Home to more than 2.9 billion people and making up 60 percent of global gross domestic product, APEC’s significance in the global economy could not be overemphasized.

As President Marcos makes his debut on the APEC stage, he will propose forward pathways on tackling challenges on food security, energy, and climate change.

Since becoming president, he has highlighted the primacy of ensuring domestic food sufficiency in light of disruptions in the global supply chains. According to the Department of Foreign Affairs (DFA), Marcos will call for the need to “future proof” the region in responding to disruptions around the world.

Climate change is also at the forefront of his agenda, considering that the Philippines is one of the leading climate-vulnerable countries (CVCs) that bear the brunt of destructive typhoons and floods. While the APEC member-countries may have reaffirmed their commitment to COP 27, the Conference of the Parties of the United Nations Climate Change Conference in Sharm El Sheikh, Egypt, it is hoped that climate change concerns will be given adequate consideration in Bangkok. Significantly, there seems to be forward movement on fulfilling the commitment to provide compensatory relief assistance to CVCs like the Philippines.

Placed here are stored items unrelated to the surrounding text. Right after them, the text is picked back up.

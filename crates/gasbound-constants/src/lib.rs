// SPDX-License-Identifier: AGPL-3.0

use lazy_static::lazy_static;
use num_bigint::BigUint;

/// Common EVM constants
pub const WORD_SIZE: usize = 32;
pub const WORD_BITS: u32 = 256;

/// Maximum stack depth for EVM execution
pub const MAX_STACK_DEPTH: usize = 1024;

lazy_static! {
    /// 2^256
    pub static ref WORD_MODULUS: BigUint = BigUint::from(1u8) << WORD_BITS;
    /// 2^256 - 1
    pub static ref WORD_MASK: BigUint = (BigUint::from(1u8) << WORD_BITS) - BigUint::from(1u8);
    /// 2^255, sign bit of a 256-bit word
    pub static ref SIGN_BIT: BigUint = BigUint::from(1u8) << (WORD_BITS - 1);
}

/// Gas tariffs (fixed part per instruction tier)
pub const GAS_ZERO: u64 = 0;
pub const GAS_JUMPDEST: u64 = 1;
pub const GAS_BASE: u64 = 2;
pub const GAS_VERYLOW: u64 = 3;
pub const GAS_LOW: u64 = 5;
pub const GAS_MID: u64 = 8;
pub const GAS_HIGH: u64 = 10;
pub const GAS_BALANCE: u64 = 400;
pub const GAS_EXTCODE: u64 = 700;
pub const GAS_BLOCKHASH: u64 = 20;

/// Storage
pub const GAS_SLOAD: u64 = 800;
pub const GAS_SSTORE_SET: u64 = 20_000;
pub const GAS_SSTORE_RESET: u64 = 5_000;

/// Dynamic components
pub const GAS_COPY: u64 = 3;
pub const GAS_COPY_WORD: u64 = 3;
pub const GAS_SHA3: u64 = 30;
pub const GAS_SHA3_WORD: u64 = 6;
pub const GAS_LOG: u64 = 375;
pub const GAS_LOG_TOPIC: u64 = 375;
pub const GAS_LOG_DATA: u64 = 8;
pub const GAS_EXP: u64 = 10;
pub const GAS_EXP_BYTE: u64 = 50;

/// Calls, creates and self-destruct
pub const GAS_CALL: u64 = 700;
pub const GAS_CREATE: u64 = 32_000;
pub const GAS_SELFDESTRUCT: u64 = 5_000;

/// Cost charged for instructions whose effect is not modeled
pub const UNMODELED_GAS: u64 = 700;

/// Analysis defaults
pub const DEFAULT_SOLVER_TIMEOUT_MS: u32 = 10_000;
pub const DEFAULT_LOOP_BOUND: u64 = 1024;
pub const DEFAULT_GAS_STEP: u64 = 10_000;
pub const DEFAULT_MAX_DEPTH: usize = 512;
pub const DEFAULT_MAX_PATHS: usize = 4096;
pub const DEFAULT_MAX_UNROLL: usize = 3;
pub const DEFAULT_MAX_SEARCH_ROUNDS: usize = 256;
pub const GAS_LIMIT_DEFAULT: u64 = 30_000_000;

/// Nesting limit for unwrapping conditional guards
pub const MAX_UNWRAP_DEPTH: usize = 64;

/// Width of the zero-padded offset column in opcode listings
pub const LISTING_OFFSET_WIDTH: usize = 6;

#[cfg(test)]
mod tests {
    use super::*;

    #[test]
    fn test_word_modulus() {
        assert_eq!(WORD_MODULUS.bits(), 257);
        assert_eq!(WORD_MASK.bits(), 256);
        assert_eq!(&*WORD_MASK + BigUint::from(1u8), *WORD_MODULUS);
    }

    #[test]
    fn test_sign_bit() {
        assert_eq!(SIGN_BIT.bits(), 256);
    }

    #[test]
    fn test_sstore_tariffs() {
        assert!(GAS_SSTORE_SET > GAS_SSTORE_RESET);
    }

    #[test]
    fn test_defaults() {
        assert_eq!(DEFAULT_GAS_STEP, 10_000);
        assert_eq!(DEFAULT_LOOP_BOUND, 1024);
        assert!(DEFAULT_MAX_UNROLL >= 2);
    }
}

On the whole, APEC initiatives enable the Philippines to enhance the competitiveness of domestic producers and sectors. These opportunities could be optimized by upgrading domestic facilities and aligning domestic regulations to meet global standards. These include behind-the-border barriers that limit the flow of goods and services and expand the coverage of businesses to overseas markets. Trade agreements in APEC also help firms gain access to cheaper inputs and more advanced technologies, which foster competition and increased productivity and growth.

Finally, President Marcos will also be meeting with the Filipino community in Thailand, numbering less than 20,000, but composed mainly of professionals who are able to contribute to the strengthening of people-to-people ties between Thais and Filipinos.